━━━━━ RECORDS FOR THE TASK
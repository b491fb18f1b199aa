//! Options for solvers that read their settings from process-wide state
//! instead of taking them with each call.
//!
//! Such a solver owns a [GlobalOptionStore]. Before each call, the options of
//! that call are written into the store through [GlobalOptionStore::scoped],
//! and the previous values are written back when the returned guard is
//! dropped, even if the solver panics. Only one scope can be open at a time:
//! concurrent calls to the same solver are serialized, so a call never sees
//! the options of another one.
use std::sync::{Mutex, MutexGuard, PoisonError, RwLock};

use tracing::trace;

use crate::parameters::BackendKwargs;

/// Process-wide options of a single solver
#[derive(Debug, Default)]
pub struct GlobalOptionStore {
    /// Held for the whole duration of a scope
    call: Mutex<()>,
    current: RwLock<BackendKwargs>,
}

impl GlobalOptionStore {
    /// A store holding the given options when no call is running
    pub fn new(defaults: BackendKwargs) -> Self {
        GlobalOptionStore {
            call: Mutex::new(()),
            current: RwLock::new(defaults),
        }
    }

    /// The options currently in effect
    pub fn current(&self) -> BackendKwargs {
        self.current
            .read()
            .unwrap_or_else(PoisonError::into_inner)
            .clone()
    }

    /// Apply `kwargs` on top of the current options until the guard is dropped.
    /// Blocks while another scope is open.
    pub fn scoped(&self, kwargs: &BackendKwargs) -> ScopedOptions<'_> {
        let call = self.call.lock().unwrap_or_else(PoisonError::into_inner);
        let mut current = self
            .current
            .write()
            .unwrap_or_else(PoisonError::into_inner);
        let saved = current.clone();
        for (name, value) in kwargs {
            current.insert(name.clone(), value.clone());
        }
        trace!("{} global options applied", kwargs.len());
        ScopedOptions {
            store: self,
            saved: Some(saved),
            _call: call,
        }
    }
}

/// Restores the options of a [GlobalOptionStore] when dropped
#[derive(Debug)]
pub struct ScopedOptions<'a> {
    store: &'a GlobalOptionStore,
    saved: Option<BackendKwargs>,
    _call: MutexGuard<'a, ()>,
}

impl ScopedOptions<'_> {
    /// The options in effect inside this scope
    pub fn options(&self) -> BackendKwargs {
        self.store.current()
    }
}

impl Drop for ScopedOptions<'_> {
    fn drop(&mut self) {
        if let Some(saved) = self.saved.take() {
            *self
                .store
                .current
                .write()
                .unwrap_or_else(PoisonError::into_inner) = saved;
            trace!("global options restored");
        }
    }
}

#[cfg(test)]
mod tests {
    use super::*;
    use crate::options::OptionValue;
    use std::panic;

    fn kwargs(pairs: &[(&str, OptionValue)]) -> BackendKwargs {
        pairs
            .iter()
            .map(|(k, v)| (k.to_string(), v.clone()))
            .collect()
    }

    #[test]
    fn options_are_restored() {
        let store = GlobalOptionStore::new(kwargs(&[("show_progress", false.into())]));
        {
            let scope = store.scoped(&kwargs(&[
                ("show_progress", true.into()),
                ("maxiters", 10_i64.into()),
            ]));
            assert_eq!(scope.options()["show_progress"], OptionValue::Bool(true));
            assert_eq!(store.current()["maxiters"], OptionValue::Int(10));
        }
        assert_eq!(
            store.current(),
            kwargs(&[("show_progress", false.into())])
        );
    }

    #[test]
    fn options_are_restored_after_a_panic() {
        let store = GlobalOptionStore::default();
        let result = panic::catch_unwind(panic::AssertUnwindSafe(|| {
            let _scope = store.scoped(&kwargs(&[("abstol", 1e-3.into())]));
            panic!("solver crashed");
        }));
        assert!(result.is_err());
        assert!(store.current().is_empty());
        // the store is still usable
        let scope = store.scoped(&kwargs(&[("abstol", 1e-4.into())]));
        assert_eq!(scope.options()["abstol"], OptionValue::Float(1e-4));
    }
}
/// Tests every solver must pass, run through a [Registry](crate::dispatch::Registry)
/// holding only that solver. Solutions are compared with an absolute tolerance,
/// `1e-4` unless given.
#[allow(unused_macros)]
macro_rules! backend_tests {
    ($solver:expr) => {
        backend_tests!($solver, 1e-4);
    };
    ($solver:expr, $tolerance:expr) => {
        fn solve_with(
            qp: &$crate::QuadraticProgram,
            options: &$crate::SolverOptions,
        ) -> Result<$crate::SolveOutcome, $crate::Error> {
            use $crate::solvers::QpSolver;
            let solver = $solver;
            let name = solver.name();
            let mut registry = $crate::dispatch::Registry::empty();
            registry.register(solver);
            registry.solve(qp, name, options)
        }

        fn solve(qp: &$crate::QuadraticProgram) -> Vec<f64> {
            match solve_with(qp, &$crate::SolverOptions::default()) {
                Ok($crate::SolveOutcome::Solution(x)) => x,
                other => panic!("expected a solution, got {:?}", other),
            }
        }

        fn assert_close(x: &[f64], expected: &[f64]) {
            assert_eq!(x.len(), expected.len());
            for (xi, ei) in x.iter().zip(expected) {
                float_eq::assert_float_eq!(*xi, *ei, abs <= $tolerance);
            }
        }

        fn dense(rows: &[&[f64]]) -> $crate::DenseMatrix {
            $crate::matrix::dense_from_rows(rows).unwrap()
        }

        /// Projection of (1, 2) on the half-plane x + y <= 1
        fn projection() -> $crate::QuadraticProgram {
            $crate::QuadraticProgram::new(dense(&[&[1., 0.], &[0., 1.]]), vec![-1., -2.])
                .inequalities(dense(&[&[1., 1.]]), vec![1.])
        }

        #[test]
        fn solves_inequality_constrained_problem() {
            assert_close(&solve(&projection()), &[0., 1.]);
        }

        #[test]
        fn solves_with_sparse_matrices() {
            let mut qp = projection();
            qp.p = $crate::Matrix::Sparse(qp.p.to_csc().into_owned());
            qp.g = qp.g.map(|g| $crate::Matrix::Sparse(g.to_csc().into_owned()));
            assert_close(&solve(&qp), &[0., 1.]);
        }

        #[test]
        fn ignores_upper_triangle() {
            let mut qp = projection();
            qp.p = dense(&[&[1., 123.], &[0., 1.]]).into();
            assert_close(&solve(&qp), &[0., 1.]);
        }

        #[test]
        fn solves_equality_constrained_problem() {
            let qp = $crate::QuadraticProgram::new(dense(&[&[1., 0.], &[0., 1.]]), vec![0., 0.])
                .equalities(dense(&[&[1., 1.]]), vec![1.]);
            assert_close(&solve(&qp), &[0.5, 0.5]);
        }

        #[test]
        fn solves_box_constrained_problem() {
            let qp = $crate::QuadraticProgram::new(dense(&[&[1., 0.], &[0., 1.]]), vec![-2., 3.])
                .lower_bounds(vec![0., 0.])
                .upper_bounds(vec![1., 1.]);
            assert_close(&solve(&qp), &[1., 0.]);
        }

        #[test]
        fn solves_with_infinite_bounds() {
            let qp = projection()
                .lower_bounds(vec![f64::NEG_INFINITY, 0.5])
                .upper_bounds(vec![f64::INFINITY, f64::INFINITY]);
            // the lower bound on y is inactive
            assert_close(&solve(&qp), &[0., 1.]);
        }

        #[test]
        fn solves_with_all_constraint_kinds() {
            let qp = $crate::QuadraticProgram::new(
                dense(&[&[2., 0., 0.], &[0., 2., 0.], &[0., 0., 2.]]),
                vec![-2., -4., -6.],
            )
            .equalities(dense(&[&[1., 1., 1.]]), vec![3.])
            .inequalities(dense(&[&[0., 0., 1.]]), vec![1.5])
            .lower_bounds(vec![0., 0., 0.])
            .with_initial_solution(vec![1., 1., 1.]);
            assert_close(&solve(&qp), &[0.25, 1.25, 1.5]);
        }

        #[test]
        fn detects_infeasibility() {
            // x <= -1 and x >= 1
            let qp = $crate::QuadraticProgram::new(dense(&[&[1.]]), vec![0.])
                .inequalities(dense(&[&[1.], &[-1.]]), vec![-1., -1.]);
            let outcome = solve_with(&qp, &$crate::SolverOptions::default()).unwrap();
            assert_eq!(outcome, $crate::SolveOutcome::Infeasible);
            assert_eq!(outcome.into_result(), Ok(None));
        }

        #[test]
        fn rejects_problems_without_variables() {
            let qp = $crate::QuadraticProgram::new($crate::matrix::identity(0), vec![]);
            match solve_with(&qp, &$crate::SolverOptions::default()) {
                Err($crate::Error::MalformedProblem(_)) => {}
                other => panic!("expected a malformed problem, got {:?}", other),
            }
        }

        #[test]
        fn rejects_nan_bounds() {
            let qp = projection().upper_bounds(vec![f64::NAN, 5.]);
            match solve_with(&qp, &$crate::SolverOptions::default()) {
                Err($crate::Error::MalformedProblem(_)) => {}
                other => panic!("expected a malformed problem, got {:?}", other),
            }
        }

        #[test]
        fn rejects_unknown_options() {
            let options = $crate::SolverOptions::default().with_option("no_such_option", 1_i64);
            match solve_with(&projection(), &options) {
                Err($crate::Error::InvalidOption { name, .. }) => assert_eq!(name, "no_such_option"),
                other => panic!("expected an invalid option error, got {:?}", other),
            }
        }

        #[test]
        fn accepts_uniform_options() {
            let options = $crate::SolverOptions::default()
                .max_iterations(10_000)
                .abs_tolerance(1e-6)
                .rel_tolerance(1e-6)
                .feas_tolerance(1e-6)
                .refinement_steps(10);
            match solve_with(&projection(), &options) {
                Ok($crate::SolveOutcome::Solution(x)) => assert_close(&x, &[0., 1.]),
                other => panic!("expected a solution, got {:?}", other),
            }
        }
    };
}
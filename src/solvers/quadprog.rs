//! A solver that uses [quadprog](https://docs.rs/quadprog), a pure rust port of the
//! Goldfarb-Idnani dual active set method.

use tracing::debug;

use crate::error::Error;
use crate::matrix::{row_major, symmetric_from_lower, Matrix, MatrixFormat};
use crate::outcome::SolveOutcome;
use crate::parameters::UniformOption::*;
use crate::parameters::{unknown_option, BackendKwargs, OptionMapping};
use crate::solvers::{BoxSupport, PreparedProblem, QpSolver};

const NAME: &str = "quadprog";

const INFEASIBLE: &str = "optimization is infeasible";

const OPTIONS: &[OptionMapping] = &[
    OptionMapping::unsupported(Verbose),
    OptionMapping::unsupported(MaxIterations),
    OptionMapping::unsupported(AbsTolerance),
    OptionMapping::unsupported(RelTolerance),
    OptionMapping::unsupported(FeasTolerance),
    OptionMapping::unsupported(RefinementSteps),
];

/// The [quadprog](https://docs.rs/quadprog) solver.
///
/// It only solves strictly convex problems: `P` must be positive definite.
/// It runs to completion and has no settings, so the uniform options are
/// ignored and any solver-specific option is rejected. `initvals` is ignored.
#[derive(Debug, Clone, Copy, Default)]
pub struct Quadprog;

impl QpSolver for Quadprog {
    fn name(&self) -> &'static str {
        NAME
    }

    fn matrix_format(&self) -> MatrixFormat {
        MatrixFormat::Dense
    }

    fn box_support(&self) -> BoxSupport {
        BoxSupport::Expand
    }

    fn option_table(&self) -> &'static [OptionMapping] {
        OPTIONS
    }

    fn solve(
        &self,
        problem: &PreparedProblem<'_>,
        kwargs: &BackendKwargs,
    ) -> Result<SolveOutcome, Error> {
        if let Some(name) = kwargs.keys().next() {
            return Err(unknown_option(NAME, name));
        }
        if problem.initvals.is_some() {
            debug!("quadprog does not support warm starts, the initial guess is ignored");
        }
        let mut quadratic_objective = row_major(&symmetric_from_lower(&problem.p.to_dense()));
        // the first `equalities` rows are equalities, the others are `<=`
        let mut constraints = Vec::new();
        let mut constraint_values = Vec::new();
        let mut equalities = 0;
        if let Some((a, b)) = problem.equalities() {
            constraints.extend(to_row_major(a));
            constraint_values.extend_from_slice(b);
            equalities = b.len();
        }
        if let Some((g, h)) = problem.inequalities() {
            constraints.extend(to_row_major(g));
            constraint_values.extend_from_slice(h);
        }
        let result = quadprog::solve_qp(
            &mut quadratic_objective,
            problem.q,
            &constraints,
            &constraint_values,
            equalities,
            false,
        );
        Ok(match result {
            Ok(solution) => {
                debug!("quadprog finished after {} iterations", solution.iter);
                SolveOutcome::Solution(solution.sol)
            }
            Err(INFEASIBLE) => SolveOutcome::Infeasible,
            Err(msg) => SolveOutcome::BackendError(msg.to_string()),
        })
    }
}

/// The values of a matrix, row after row
pub fn to_row_major(matrix: &Matrix) -> Vec<f64> {
    row_major(&matrix.to_dense())
}
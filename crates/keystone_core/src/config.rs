//! # Storage Configuration
//!
//! Sizing for storage containers and the world, loaded once at startup
//! from TOML.
//!
//! ```toml
//! reserve_entities = 4096
//!
//! [storage]
//! block_capacity = 256
//! preallocate_blocks = 1
//! reserve = 1024
//! ```
//!
//! Every field is optional and falls back to its default.

use std::path::Path;

use serde::Deserialize;

use crate::error::{StorageError, StorageResult};

/// Default number of slots per block.
pub const DEFAULT_BLOCK_CAPACITY: usize = 128;

/// Sizing of a single storage container.
#[derive(Clone, Debug, PartialEq, Eq, Deserialize)]
#[serde(default, deny_unknown_fields)]
pub struct StorageConfig {
    /// Slots per block for block-backed storage.
    pub block_capacity: usize,
    /// Blocks allocated upfront; `0` keeps allocation lazy.
    pub preallocate_blocks: usize,
    /// Initial reservation for dense storage.
    pub reserve: usize,
}

impl Default for StorageConfig {
    fn default() -> Self {
        Self {
            block_capacity: DEFAULT_BLOCK_CAPACITY,
            preallocate_blocks: 0,
            reserve: 0,
        }
    }
}

impl StorageConfig {
    /// Checks the configuration for values the containers cannot honor.
    ///
    /// # Errors
    ///
    /// [`StorageError::InvalidConfig`] for a zero block capacity.
    pub fn validate(&self) -> StorageResult<()> {
        if self.block_capacity == 0 {
            return Err(StorageError::InvalidConfig(
                "block_capacity must be greater than zero".to_string(),
            ));
        }
        Ok(())
    }
}

/// Sizing of a [`World`](crate::World).
#[derive(Clone, Debug, Default, PartialEq, Eq, Deserialize)]
#[serde(default, deny_unknown_fields)]
pub struct WorldConfig {
    /// Entity slots reserved upfront.
    pub reserve_entities: usize,
    /// Sizing shared by the world's component tables.
    pub storage: StorageConfig,
}

impl WorldConfig {
    /// Parses and validates a configuration from TOML text.
    ///
    /// # Errors
    ///
    /// [`StorageError::InvalidConfig`] on malformed TOML or invalid values.
    pub fn from_toml_str(text: &str) -> StorageResult<Self> {
        let config: Self =
            toml::from_str(text).map_err(|err| StorageError::InvalidConfig(err.to_string()))?;
        config.validate()?;
        Ok(config)
    }

    /// Reads, parses and validates a configuration file.
    ///
    /// # Errors
    ///
    /// [`StorageError::InvalidConfig`] if the file cannot be read or parsed.
    pub fn load(path: impl AsRef<Path>) -> StorageResult<Self> {
        let path = path.as_ref();
        let text = std::fs::read_to_string(path).map_err(|err| {
            StorageError::InvalidConfig(format!("{}: {err}", path.display()))
        })?;
        let config = Self::from_toml_str(&text)?;
        tracing::debug!(path = %path.display(), ?config, "loaded world configuration");
        Ok(config)
    }

    /// Checks the configuration for values the world cannot honor.
    ///
    /// # Errors
    ///
    /// [`StorageError::InvalidConfig`] for invalid storage sizing.
    pub fn validate(&self) -> StorageResult<()> {
        self.storage.validate()
    }
}
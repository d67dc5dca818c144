//! # Scene Aliases
//!
//! Raw handle values are session-local: a freshly loaded scene may issue
//! different handles than the run that saved it. Scene files therefore
//! name entities by alias (`entity3_PlayerTag`) and this table maps the
//! aliases back to whatever handles the current session issued.

use std::collections::HashMap;

use super::handle::Handle;
use crate::error::{StorageError, StorageResult};

/// Bidirectional alias/handle side table.
#[derive(Debug, Clone, Default)]
pub struct AliasTable {
    by_alias: HashMap<String, Handle>,
    by_handle: HashMap<Handle, String>,
    next_ordinal: usize,
}

impl AliasTable {
    /// Creates an empty table.
    #[must_use]
    pub fn new() -> Self {
        Self::default()
    }

    /// Assigns a fresh alias to a handle, for saving.
    ///
    /// Aliases take the form `entity{n}_{tag}` (`entity{n}` without a
    /// tag), where `n` counts up per table. A handle that already has an
    /// alias keeps it.
    pub fn assign(&mut self, handle: Handle, tag: &str) -> &str {
        if !self.by_handle.contains_key(&handle) {
            let alias = loop {
                let ordinal = self.next_ordinal;
                self.next_ordinal += 1;
                let alias = if tag.is_empty() {
                    format!("entity{ordinal}")
                } else {
                    format!("entity{ordinal}_{tag}")
                };
                if !self.by_alias.contains_key(&alias) {
                    break alias;
                }
            };
            self.by_alias.insert(alias.clone(), handle);
            self.by_handle.insert(handle, alias);
        }
        &self.by_handle[&handle]
    }

    /// Binds an alias read from a scene file to a handle issued on load.
    ///
    /// # Errors
    ///
    /// - [`StorageError::DuplicateAlias`] if the alias is already bound
    /// - [`StorageError::HandleInUse`] if the handle already has an alias
    pub fn bind(&mut self, alias: impl Into<String>, handle: Handle) -> StorageResult<()> {
        let alias = alias.into();
        if self.by_alias.contains_key(&alias) {
            return Err(StorageError::DuplicateAlias(alias));
        }
        if self.by_handle.contains_key(&handle) {
            return Err(StorageError::HandleInUse(handle));
        }
        self.by_alias.insert(alias.clone(), handle);
        self.by_handle.insert(handle, alias);
        Ok(())
    }

    /// Resolves an alias to its handle.
    #[inline]
    #[must_use]
    pub fn resolve(&self, alias: &str) -> Option<Handle> {
        self.by_alias.get(alias).copied()
    }

    /// Returns the alias of a handle.
    #[inline]
    #[must_use]
    pub fn alias_of(&self, handle: Handle) -> Option<&str> {
        self.by_handle.get(&handle).map(String::as_str)
    }

    /// Returns the number of bound aliases.
    #[inline]
    #[must_use]
    pub fn len(&self) -> usize {
        self.by_alias.len()
    }

    /// Returns `true` if no alias is bound.
    #[inline]
    #[must_use]
    pub fn is_empty(&self) -> bool {
        self.by_alias.is_empty()
    }

    /// Iterates over `(alias, handle)` pairs in arbitrary order.
    pub fn iter(&self) -> impl Iterator<Item = (&str, Handle)> {
        self.by_alias
            .iter()
            .map(|(alias, handle)| (alias.as_str(), *handle))
    }
}
//! # Handle Generator
//!
//! Mints handles that are distinct from every handle minted before.

use std::collections::VecDeque;

use super::handle::Handle;
use crate::error::{fatal, StorageError};

/// Issues unique [`Handle`] values.
///
/// Fresh indices come from a counter starting at `1`. Retired handles
/// are reissued first-in first-out with their version bumped, so the
/// index is reused but the raw handle value never is.
///
/// # Example
///
/// ```rust
/// use keystone_core::HandleGenerator;
///
/// let mut generator = HandleGenerator::new();
/// let expected = generator.current();
/// let handle = generator.generate();
/// assert_eq!(handle, expected);
/// assert_eq!(handle.index(), 1);
/// ```
#[derive(Debug, Clone)]
pub struct HandleGenerator {
    /// Next never-issued index, `None` once every index has been issued.
    next_index: Option<u32>,
    /// Handles waiting for their index to be reissued.
    retired: VecDeque<Handle>,
}

impl HandleGenerator {
    /// Creates a generator whose first handle has index `1`.
    #[must_use]
    pub fn new() -> Self {
        Self {
            next_index: Some(1),
            retired: VecDeque::new(),
        }
    }

    /// Mints the next handle with zero layer and flags.
    #[inline]
    pub fn generate(&mut self) -> Handle {
        self.generate_tagged(0, 0)
    }

    /// Mints the next handle with the given layer and flags.
    ///
    /// # Panics
    ///
    /// Panics once all `u32` indices have been issued and none is
    /// available for reuse.
    pub fn generate_tagged(&mut self, layer: u8, flags: u8) -> Handle {
        if let Some(retired) = self.retired.pop_front() {
            let handle = retired.recycle(layer, flags);
            tracing::trace!(%retired, %handle, "recycling handle index");
            return handle;
        }

        let Some(index) = self.next_index else {
            fatal(StorageError::Desynchronized(
                "handle index space exhausted".to_string(),
            ));
        };
        self.next_index = index.checked_add(1);
        Handle::join(index, 0, layer, flags)
    }

    /// Peeks at the handle the next [`generate`](Self::generate) call returns.
    #[inline]
    #[must_use]
    pub fn current(&self) -> Handle {
        self.current_tagged(0, 0)
    }

    /// Peeks at the handle the next [`generate_tagged`](Self::generate_tagged)
    /// call with the same layer and flags returns.
    ///
    /// Returns [`Handle::NULL`] once the index space is exhausted.
    #[must_use]
    pub fn current_tagged(&self, layer: u8, flags: u8) -> Handle {
        match self.retired.front() {
            Some(retired) => retired.recycle(layer, flags),
            None => self
                .next_index
                .map_or(Handle::NULL, |index| Handle::join(index, 0, layer, flags)),
        }
    }

    /// Hands a removed handle back so its index can be reissued.
    ///
    /// An index whose version is already at the maximum is dropped for
    /// good, since bumping it would wrap onto a value issued before.
    pub fn retire(&mut self, handle: Handle) {
        if !handle.is_valid() {
            return;
        }
        if handle.version() == u16::MAX {
            tracing::trace!(%handle, "index versions exhausted, retiring permanently");
            return;
        }
        self.retired.push_back(handle);
    }

    /// Number of indices waiting to be reissued.
    #[inline]
    #[must_use]
    pub fn retired_count(&self) -> usize {
        self.retired.len()
    }

    /// Number of distinct indices handed out so far.
    #[inline]
    #[must_use]
    pub const fn indices_issued(&self) -> u32 {
        match self.next_index {
            Some(index) => index - 1,
            None => u32::MAX,
        }
    }
}

impl Default for HandleGenerator {
    fn default() -> Self {
        Self::new()
    }
}

#[cfg(test)]
mod tests {
    use super::*;
    use std::collections::HashSet;

    #[test]
    fn test_starts_at_one() {
        let mut generator = HandleGenerator::new();
        let first = generator.generate();
        assert_eq!(first.index(), 1);
        assert_eq!(first.version(), 0);
        assert!(first.is_valid());
    }

    #[test]
    fn test_current_does_not_consume() {
        let mut generator = HandleGenerator::new();
        let peeked = generator.current();
        assert_eq!(generator.current(), peeked);
        assert_eq!(generator.generate(), peeked);
        assert_ne!(generator.current(), peeked);
    }

    #[test]
    fn test_current_tagged_matches_generate_tagged() {
        let mut generator = HandleGenerator::new();
        let a = generator.generate();
        generator.retire(a);

        let expected = generator.current_tagged(3, 0x80);
        let actual = generator.generate_tagged(3, 0x80);
        assert_eq!(expected, actual);
        assert_eq!(actual.layer(), 3);
        assert_eq!(actual.flags(), 0x80);
    }

    #[test]
    fn test_retired_index_comes_back_with_new_version() {
        let mut generator = HandleGenerator::new();
        let a = generator.generate();
        let _b = generator.generate();

        generator.retire(a);
        let c = generator.generate();

        assert_eq!(c.index(), a.index());
        assert_eq!(c.version(), a.version() + 1);
        assert_ne!(c, a);
    }

    #[test]
    fn test_retired_indices_reissued_fifo() {
        let mut generator = HandleGenerator::new();
        let a = generator.generate();
        let b = generator.generate();

        generator.retire(b);
        generator.retire(a);

        assert_eq!(generator.generate().index(), b.index());
        assert_eq!(generator.generate().index(), a.index());
        assert_eq!(generator.generate().index(), 3);
    }

    #[test]
    fn test_exhausted_version_is_not_reissued() {
        let mut generator = HandleGenerator::new();
        let worn = Handle::join(1, u16::MAX, 0, 0);

        generator.retire(worn);
        assert_eq!(generator.retired_count(), 0);

        generator.retire(Handle::NULL);
        assert_eq!(generator.retired_count(), 0);
    }

    #[test]
    fn test_handles_unique_under_churn() {
        let mut generator = HandleGenerator::new();
        let mut seen = HashSet::new();
        let mut live = Vec::new();

        for round in 0..1_000 {
            let handle = generator.generate();
            assert!(seen.insert(handle), "handle {handle} issued twice");
            live.push(handle);
            if round % 3 == 0 {
                generator.retire(live.remove(0));
            }
        }
        assert!(generator.indices_issued() < 1_000);
    }

    #[test]
    fn test_last_index_is_issued() {
        let mut generator = HandleGenerator::new();
        generator.next_index = Some(u32::MAX);

        assert_eq!(generator.current().index(), u32::MAX);
        let last = generator.generate();
        assert_eq!(last.index(), u32::MAX);
        assert_eq!(generator.indices_issued(), u32::MAX);
        assert_eq!(generator.current(), Handle::NULL);

        // Retired indices still come back after exhaustion.
        generator.retire(last);
        assert_eq!(generator.generate(), last.with_version(1));
    }

    #[test]
    #[should_panic(expected = "storage invariant violated")]
    fn test_index_exhaustion_is_fatal() {
        let mut generator = HandleGenerator::new();
        generator.next_index = Some(u32::MAX);
        let _ = generator.generate();
        let _ = generator.generate();
    }
}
━━━━━━━━━━
**TRY IT**
Retype word for word everything in the listing above from the line that holds "handle minted before." down to the line that holds "zero layer and flags.". Keep both end lines and leave out the rest.

**RESPONSE TO THE EXERCISE**
//! Mints handles that are distinct from every handle minted before.

use std::collections::VecDeque;

use super::handle::Handle;
use crate::error::{fatal, StorageError};

/// Issues unique [`Handle`] values.
///
/// Fresh indices come from a counter starting at `1`. Retired handles
/// are reissued first-in first-out with their version bumped, so the
/// index is reused but the raw handle value never is.
///
/// # Example
///
/// ```rust
/// use keystone_core::HandleGenerator;
///
/// let mut generator = HandleGenerator::new();
/// let expected = generator.current();
/// let handle = generator.generate();
/// assert_eq!(handle, expected);
/// assert_eq!(handle.index(), 1);
/// ```
#[derive(Debug, Clone)]
pub struct HandleGenerator {
    /// Next never-issued index, `None` once every index has been issued.
    next_index: Option<u32>,
    /// Handles waiting for their index to be reissued.
    retired: VecDeque<Handle>,
}

impl HandleGenerator {
    /// Creates a generator whose first handle has index `1`.
    #[must_use]
    pub fn new() -> Self {
        Self {
            next_index: Some(1),
            retired: VecDeque::new(),
        }
    }

    /// Mints the next handle with zero layer and flags.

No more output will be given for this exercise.